[[ SOURCE MATERIAL, beginning ]]
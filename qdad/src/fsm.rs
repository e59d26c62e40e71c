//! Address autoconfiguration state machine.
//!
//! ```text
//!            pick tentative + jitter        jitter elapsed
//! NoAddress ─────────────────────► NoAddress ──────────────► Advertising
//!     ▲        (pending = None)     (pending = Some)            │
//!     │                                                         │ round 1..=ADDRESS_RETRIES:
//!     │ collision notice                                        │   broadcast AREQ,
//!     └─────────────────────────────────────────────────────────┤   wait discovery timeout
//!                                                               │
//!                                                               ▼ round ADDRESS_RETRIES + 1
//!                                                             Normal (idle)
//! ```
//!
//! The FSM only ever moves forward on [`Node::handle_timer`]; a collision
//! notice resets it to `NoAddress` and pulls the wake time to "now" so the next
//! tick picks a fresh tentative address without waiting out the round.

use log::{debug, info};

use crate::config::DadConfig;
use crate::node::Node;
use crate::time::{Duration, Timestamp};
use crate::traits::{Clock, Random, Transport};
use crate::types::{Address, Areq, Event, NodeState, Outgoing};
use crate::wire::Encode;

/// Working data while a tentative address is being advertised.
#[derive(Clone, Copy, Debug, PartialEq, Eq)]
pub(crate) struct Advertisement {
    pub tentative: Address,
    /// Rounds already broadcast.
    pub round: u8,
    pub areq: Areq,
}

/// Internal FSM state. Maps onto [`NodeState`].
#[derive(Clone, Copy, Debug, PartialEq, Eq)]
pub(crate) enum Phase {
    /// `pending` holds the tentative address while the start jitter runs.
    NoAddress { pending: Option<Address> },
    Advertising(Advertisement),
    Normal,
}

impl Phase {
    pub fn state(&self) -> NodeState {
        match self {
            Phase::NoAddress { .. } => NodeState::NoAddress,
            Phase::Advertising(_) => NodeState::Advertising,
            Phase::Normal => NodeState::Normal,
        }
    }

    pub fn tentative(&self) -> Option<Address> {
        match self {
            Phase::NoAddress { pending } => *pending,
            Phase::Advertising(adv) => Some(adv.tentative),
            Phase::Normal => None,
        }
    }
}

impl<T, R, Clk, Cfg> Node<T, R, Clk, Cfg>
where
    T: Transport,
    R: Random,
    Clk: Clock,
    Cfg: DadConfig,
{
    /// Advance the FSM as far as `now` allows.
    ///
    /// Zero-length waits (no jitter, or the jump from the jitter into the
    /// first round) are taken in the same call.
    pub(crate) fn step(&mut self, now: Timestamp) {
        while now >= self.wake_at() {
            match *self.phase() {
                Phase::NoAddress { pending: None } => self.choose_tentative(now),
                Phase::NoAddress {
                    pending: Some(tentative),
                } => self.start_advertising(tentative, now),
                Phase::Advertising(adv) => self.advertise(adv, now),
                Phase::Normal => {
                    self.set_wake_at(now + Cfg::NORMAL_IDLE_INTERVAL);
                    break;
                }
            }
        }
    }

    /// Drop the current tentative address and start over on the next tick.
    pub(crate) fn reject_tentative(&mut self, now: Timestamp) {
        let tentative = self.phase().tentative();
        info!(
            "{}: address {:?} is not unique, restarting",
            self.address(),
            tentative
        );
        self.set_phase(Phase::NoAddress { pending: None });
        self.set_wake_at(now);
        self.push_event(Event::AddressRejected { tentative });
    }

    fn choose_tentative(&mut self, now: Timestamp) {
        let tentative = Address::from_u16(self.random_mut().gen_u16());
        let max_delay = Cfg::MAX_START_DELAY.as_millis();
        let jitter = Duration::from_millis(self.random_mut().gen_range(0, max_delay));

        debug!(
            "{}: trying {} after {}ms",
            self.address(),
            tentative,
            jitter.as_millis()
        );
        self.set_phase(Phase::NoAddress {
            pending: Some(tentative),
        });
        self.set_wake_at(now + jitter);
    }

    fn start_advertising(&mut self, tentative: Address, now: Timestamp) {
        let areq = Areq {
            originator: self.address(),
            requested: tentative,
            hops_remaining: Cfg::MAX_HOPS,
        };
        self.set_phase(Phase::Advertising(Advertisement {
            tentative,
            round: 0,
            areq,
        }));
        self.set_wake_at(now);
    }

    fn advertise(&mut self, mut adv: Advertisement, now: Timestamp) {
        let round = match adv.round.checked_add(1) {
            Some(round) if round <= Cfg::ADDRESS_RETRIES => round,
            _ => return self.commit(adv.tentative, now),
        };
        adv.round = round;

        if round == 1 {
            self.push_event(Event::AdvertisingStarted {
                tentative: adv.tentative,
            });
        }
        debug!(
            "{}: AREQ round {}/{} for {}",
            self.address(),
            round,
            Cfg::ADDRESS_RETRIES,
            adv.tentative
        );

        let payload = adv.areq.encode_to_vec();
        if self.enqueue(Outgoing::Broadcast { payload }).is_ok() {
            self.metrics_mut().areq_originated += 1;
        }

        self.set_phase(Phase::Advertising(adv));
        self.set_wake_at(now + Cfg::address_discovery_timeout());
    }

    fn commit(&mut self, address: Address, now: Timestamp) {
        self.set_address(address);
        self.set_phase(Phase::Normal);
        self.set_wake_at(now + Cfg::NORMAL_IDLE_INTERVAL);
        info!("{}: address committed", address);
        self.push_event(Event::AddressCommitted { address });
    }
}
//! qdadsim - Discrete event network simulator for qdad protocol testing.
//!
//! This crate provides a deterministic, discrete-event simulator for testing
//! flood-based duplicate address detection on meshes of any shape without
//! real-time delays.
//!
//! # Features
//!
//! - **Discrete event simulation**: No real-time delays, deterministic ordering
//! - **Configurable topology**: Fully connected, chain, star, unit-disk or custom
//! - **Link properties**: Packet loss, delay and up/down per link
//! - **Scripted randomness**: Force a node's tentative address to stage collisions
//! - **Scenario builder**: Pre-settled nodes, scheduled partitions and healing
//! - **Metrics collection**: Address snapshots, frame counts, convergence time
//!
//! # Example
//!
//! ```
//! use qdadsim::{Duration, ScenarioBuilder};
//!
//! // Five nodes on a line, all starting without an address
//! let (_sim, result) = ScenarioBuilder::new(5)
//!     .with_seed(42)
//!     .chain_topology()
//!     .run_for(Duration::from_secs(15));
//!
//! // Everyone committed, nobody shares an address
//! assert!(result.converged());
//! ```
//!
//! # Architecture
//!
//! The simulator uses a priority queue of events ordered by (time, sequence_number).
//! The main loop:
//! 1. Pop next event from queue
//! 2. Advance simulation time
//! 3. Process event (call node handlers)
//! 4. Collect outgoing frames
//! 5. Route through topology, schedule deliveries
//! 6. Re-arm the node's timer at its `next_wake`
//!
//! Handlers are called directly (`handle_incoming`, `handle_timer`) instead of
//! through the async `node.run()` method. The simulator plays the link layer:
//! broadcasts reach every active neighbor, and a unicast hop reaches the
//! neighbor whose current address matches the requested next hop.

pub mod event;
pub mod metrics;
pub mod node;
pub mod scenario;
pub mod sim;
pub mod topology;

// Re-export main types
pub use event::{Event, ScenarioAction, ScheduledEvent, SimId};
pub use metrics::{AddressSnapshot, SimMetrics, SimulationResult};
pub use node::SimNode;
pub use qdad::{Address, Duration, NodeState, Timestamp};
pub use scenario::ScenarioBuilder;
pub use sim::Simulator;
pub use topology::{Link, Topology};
[[ SOURCE MATERIAL, end ]]
[[ SOURCE MATERIAL, beginning ]]
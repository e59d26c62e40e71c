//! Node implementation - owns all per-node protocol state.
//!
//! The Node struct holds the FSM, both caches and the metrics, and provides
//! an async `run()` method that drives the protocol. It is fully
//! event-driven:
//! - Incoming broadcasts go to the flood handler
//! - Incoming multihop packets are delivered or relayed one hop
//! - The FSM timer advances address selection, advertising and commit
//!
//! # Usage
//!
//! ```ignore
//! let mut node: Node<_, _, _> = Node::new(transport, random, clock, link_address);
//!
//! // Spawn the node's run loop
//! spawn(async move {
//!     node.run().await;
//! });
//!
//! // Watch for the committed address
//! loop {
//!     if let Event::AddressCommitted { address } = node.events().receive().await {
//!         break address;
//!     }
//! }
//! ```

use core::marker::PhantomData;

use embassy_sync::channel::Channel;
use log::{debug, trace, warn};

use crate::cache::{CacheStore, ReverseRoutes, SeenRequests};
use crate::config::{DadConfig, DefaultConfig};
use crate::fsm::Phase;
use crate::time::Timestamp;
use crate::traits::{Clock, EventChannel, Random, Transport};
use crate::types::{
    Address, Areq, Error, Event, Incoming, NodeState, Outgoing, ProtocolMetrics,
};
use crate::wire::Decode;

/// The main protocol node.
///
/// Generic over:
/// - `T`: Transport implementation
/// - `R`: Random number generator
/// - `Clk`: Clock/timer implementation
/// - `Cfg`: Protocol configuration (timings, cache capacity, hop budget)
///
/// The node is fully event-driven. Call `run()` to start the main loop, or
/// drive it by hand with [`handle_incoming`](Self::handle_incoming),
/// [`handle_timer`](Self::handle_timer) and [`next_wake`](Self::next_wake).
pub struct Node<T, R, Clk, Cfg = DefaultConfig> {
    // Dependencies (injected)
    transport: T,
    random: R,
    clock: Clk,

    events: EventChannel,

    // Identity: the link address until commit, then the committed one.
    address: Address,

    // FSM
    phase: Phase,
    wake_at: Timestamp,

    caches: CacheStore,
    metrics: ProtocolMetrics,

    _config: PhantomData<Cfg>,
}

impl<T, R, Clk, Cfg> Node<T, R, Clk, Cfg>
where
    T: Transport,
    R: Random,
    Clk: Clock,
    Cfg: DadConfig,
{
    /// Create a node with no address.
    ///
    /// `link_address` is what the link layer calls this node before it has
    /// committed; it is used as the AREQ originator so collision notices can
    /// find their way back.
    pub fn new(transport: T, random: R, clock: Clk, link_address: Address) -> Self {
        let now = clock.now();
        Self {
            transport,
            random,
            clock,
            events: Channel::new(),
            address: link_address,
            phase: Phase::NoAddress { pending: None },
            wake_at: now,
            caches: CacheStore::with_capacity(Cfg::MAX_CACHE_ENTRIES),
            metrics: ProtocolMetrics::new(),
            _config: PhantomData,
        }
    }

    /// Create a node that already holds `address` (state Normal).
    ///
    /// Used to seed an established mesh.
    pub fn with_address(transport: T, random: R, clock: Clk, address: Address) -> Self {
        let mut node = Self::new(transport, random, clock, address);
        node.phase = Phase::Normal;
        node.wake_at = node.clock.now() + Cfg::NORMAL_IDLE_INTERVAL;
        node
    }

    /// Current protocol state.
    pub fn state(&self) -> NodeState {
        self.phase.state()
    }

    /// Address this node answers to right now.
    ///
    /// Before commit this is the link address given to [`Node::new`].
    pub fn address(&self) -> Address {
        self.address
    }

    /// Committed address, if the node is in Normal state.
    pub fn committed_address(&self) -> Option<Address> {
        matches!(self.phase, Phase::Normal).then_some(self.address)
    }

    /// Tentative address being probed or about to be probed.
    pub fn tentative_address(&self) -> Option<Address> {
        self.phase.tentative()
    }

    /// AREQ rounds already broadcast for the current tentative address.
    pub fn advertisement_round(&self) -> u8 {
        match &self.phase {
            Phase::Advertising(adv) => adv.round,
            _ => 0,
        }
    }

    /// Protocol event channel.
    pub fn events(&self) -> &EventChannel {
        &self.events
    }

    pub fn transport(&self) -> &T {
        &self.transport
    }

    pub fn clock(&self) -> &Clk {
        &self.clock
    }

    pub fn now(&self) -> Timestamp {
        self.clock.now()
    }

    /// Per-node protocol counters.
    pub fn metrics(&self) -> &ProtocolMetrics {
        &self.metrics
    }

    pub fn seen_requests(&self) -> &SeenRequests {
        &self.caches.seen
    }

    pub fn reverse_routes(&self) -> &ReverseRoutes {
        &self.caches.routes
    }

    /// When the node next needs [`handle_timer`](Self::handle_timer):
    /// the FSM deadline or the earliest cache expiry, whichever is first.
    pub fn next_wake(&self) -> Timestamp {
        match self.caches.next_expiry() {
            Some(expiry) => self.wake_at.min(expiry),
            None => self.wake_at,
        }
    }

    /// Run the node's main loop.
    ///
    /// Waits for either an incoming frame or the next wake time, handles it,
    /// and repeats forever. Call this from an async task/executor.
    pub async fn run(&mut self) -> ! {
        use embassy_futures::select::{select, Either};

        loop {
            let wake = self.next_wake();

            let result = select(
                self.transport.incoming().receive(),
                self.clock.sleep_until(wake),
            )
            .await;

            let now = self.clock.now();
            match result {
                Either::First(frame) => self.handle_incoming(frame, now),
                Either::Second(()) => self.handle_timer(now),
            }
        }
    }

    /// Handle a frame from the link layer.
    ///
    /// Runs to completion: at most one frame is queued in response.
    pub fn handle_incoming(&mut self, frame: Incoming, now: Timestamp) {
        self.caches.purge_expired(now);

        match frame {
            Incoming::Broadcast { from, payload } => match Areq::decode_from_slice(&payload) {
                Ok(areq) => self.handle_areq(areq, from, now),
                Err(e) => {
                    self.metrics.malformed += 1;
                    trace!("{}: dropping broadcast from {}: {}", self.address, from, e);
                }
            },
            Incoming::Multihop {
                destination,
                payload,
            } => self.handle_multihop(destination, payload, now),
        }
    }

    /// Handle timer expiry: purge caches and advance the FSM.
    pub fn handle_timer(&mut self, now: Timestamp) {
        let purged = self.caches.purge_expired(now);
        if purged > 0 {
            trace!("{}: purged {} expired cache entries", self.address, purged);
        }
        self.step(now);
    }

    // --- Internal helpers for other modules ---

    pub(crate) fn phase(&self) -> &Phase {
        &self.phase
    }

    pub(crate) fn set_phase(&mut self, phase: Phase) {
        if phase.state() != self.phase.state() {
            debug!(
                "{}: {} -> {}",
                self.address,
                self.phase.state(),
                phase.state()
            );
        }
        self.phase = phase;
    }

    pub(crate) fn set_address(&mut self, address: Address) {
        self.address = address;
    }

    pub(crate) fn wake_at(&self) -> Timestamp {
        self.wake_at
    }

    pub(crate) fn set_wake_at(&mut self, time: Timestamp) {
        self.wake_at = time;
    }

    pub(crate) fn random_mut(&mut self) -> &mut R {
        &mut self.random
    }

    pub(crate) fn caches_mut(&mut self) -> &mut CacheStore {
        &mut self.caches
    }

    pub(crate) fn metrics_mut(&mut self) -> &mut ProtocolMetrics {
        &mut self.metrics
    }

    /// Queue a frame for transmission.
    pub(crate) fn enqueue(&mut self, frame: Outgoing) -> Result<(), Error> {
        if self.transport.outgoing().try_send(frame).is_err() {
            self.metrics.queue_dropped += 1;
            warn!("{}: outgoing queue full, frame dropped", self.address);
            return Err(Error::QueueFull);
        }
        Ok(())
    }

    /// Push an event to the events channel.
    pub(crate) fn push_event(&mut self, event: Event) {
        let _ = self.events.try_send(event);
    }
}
[[ SOURCE MATERIAL, end ]]
[[ SOURCE MATERIAL, beginning ]]
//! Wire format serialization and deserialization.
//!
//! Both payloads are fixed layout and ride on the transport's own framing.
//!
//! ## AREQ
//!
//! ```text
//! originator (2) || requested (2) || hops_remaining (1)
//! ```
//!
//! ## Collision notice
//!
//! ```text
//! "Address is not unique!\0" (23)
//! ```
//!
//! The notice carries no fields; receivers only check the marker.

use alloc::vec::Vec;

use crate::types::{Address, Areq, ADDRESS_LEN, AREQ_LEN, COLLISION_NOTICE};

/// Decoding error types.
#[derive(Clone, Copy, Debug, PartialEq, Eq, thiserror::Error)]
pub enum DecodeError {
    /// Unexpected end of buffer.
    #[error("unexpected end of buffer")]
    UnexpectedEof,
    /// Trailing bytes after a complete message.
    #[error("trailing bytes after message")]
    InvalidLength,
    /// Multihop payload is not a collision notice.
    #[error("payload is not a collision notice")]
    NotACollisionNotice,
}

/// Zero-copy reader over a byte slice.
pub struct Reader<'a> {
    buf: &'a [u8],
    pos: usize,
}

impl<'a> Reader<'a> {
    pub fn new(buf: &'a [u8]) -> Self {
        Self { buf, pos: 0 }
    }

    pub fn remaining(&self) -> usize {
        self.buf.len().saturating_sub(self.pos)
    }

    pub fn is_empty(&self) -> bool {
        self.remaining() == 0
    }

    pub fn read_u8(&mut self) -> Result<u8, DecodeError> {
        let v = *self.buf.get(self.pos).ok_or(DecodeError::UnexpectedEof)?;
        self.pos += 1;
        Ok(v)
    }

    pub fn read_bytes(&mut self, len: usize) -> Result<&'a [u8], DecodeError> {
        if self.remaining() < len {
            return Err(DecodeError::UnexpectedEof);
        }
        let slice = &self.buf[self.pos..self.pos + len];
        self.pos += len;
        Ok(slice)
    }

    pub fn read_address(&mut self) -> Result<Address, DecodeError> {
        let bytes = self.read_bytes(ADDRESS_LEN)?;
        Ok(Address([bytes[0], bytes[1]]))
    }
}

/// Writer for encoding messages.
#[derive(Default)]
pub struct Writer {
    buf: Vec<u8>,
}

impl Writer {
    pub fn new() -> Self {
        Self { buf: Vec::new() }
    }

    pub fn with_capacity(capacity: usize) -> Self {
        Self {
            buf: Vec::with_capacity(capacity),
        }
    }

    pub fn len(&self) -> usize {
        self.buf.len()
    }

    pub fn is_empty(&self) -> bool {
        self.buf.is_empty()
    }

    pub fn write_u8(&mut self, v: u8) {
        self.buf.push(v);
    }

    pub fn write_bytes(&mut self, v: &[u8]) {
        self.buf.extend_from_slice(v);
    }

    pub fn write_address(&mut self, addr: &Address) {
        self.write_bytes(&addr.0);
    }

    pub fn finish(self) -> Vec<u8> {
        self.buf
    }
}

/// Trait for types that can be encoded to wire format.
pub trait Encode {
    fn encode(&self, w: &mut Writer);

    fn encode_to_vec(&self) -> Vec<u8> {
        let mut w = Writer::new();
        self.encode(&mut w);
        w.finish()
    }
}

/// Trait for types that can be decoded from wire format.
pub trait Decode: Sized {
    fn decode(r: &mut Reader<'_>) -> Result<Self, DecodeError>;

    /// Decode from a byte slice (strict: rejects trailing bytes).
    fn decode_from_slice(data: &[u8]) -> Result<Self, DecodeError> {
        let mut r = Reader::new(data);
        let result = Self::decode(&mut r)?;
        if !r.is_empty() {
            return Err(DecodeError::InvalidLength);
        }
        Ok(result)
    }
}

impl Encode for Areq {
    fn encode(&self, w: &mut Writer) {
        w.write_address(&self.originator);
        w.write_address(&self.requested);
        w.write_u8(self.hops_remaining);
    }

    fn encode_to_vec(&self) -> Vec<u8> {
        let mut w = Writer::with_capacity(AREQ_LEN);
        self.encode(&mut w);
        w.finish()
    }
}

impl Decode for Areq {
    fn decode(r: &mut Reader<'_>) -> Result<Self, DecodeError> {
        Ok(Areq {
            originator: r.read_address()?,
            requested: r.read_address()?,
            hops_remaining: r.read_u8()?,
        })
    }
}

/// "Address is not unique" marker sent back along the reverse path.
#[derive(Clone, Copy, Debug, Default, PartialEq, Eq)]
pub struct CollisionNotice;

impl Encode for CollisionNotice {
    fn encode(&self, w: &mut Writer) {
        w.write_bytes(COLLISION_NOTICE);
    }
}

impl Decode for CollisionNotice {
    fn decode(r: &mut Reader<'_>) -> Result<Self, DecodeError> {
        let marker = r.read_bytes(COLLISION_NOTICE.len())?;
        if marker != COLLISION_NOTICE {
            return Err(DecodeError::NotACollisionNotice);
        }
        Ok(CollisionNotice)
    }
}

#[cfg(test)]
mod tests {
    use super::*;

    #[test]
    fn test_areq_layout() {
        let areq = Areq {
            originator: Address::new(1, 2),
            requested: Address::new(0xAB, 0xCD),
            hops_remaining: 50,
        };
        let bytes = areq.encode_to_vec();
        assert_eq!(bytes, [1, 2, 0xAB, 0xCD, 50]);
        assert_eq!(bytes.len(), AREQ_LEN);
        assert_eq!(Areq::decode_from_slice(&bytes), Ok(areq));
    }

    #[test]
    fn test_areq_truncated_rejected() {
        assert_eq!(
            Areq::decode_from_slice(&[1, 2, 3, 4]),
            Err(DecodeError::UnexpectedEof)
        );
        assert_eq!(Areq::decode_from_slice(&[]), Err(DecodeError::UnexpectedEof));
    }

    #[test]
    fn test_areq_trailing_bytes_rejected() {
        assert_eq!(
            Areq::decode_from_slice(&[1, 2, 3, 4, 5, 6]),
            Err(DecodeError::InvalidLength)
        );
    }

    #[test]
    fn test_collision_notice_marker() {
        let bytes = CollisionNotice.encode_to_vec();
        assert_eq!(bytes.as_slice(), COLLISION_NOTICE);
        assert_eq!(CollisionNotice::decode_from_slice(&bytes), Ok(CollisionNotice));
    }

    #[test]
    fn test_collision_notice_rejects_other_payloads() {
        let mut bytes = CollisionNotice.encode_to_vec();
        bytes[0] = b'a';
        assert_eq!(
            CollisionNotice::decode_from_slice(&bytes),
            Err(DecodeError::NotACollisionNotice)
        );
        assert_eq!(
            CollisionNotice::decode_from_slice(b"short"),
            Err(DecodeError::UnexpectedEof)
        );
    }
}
[[ SOURCE MATERIAL, end ]]
TASK DESCRIPTION -
Which lines of the data contain "deterministic"? Copy them all.

COMPLETED EXERCISE -
//! This crate provides a deterministic, discrete-event simulator for testing
//! - **Discrete event simulation**: No real-time delays, deterministic ordering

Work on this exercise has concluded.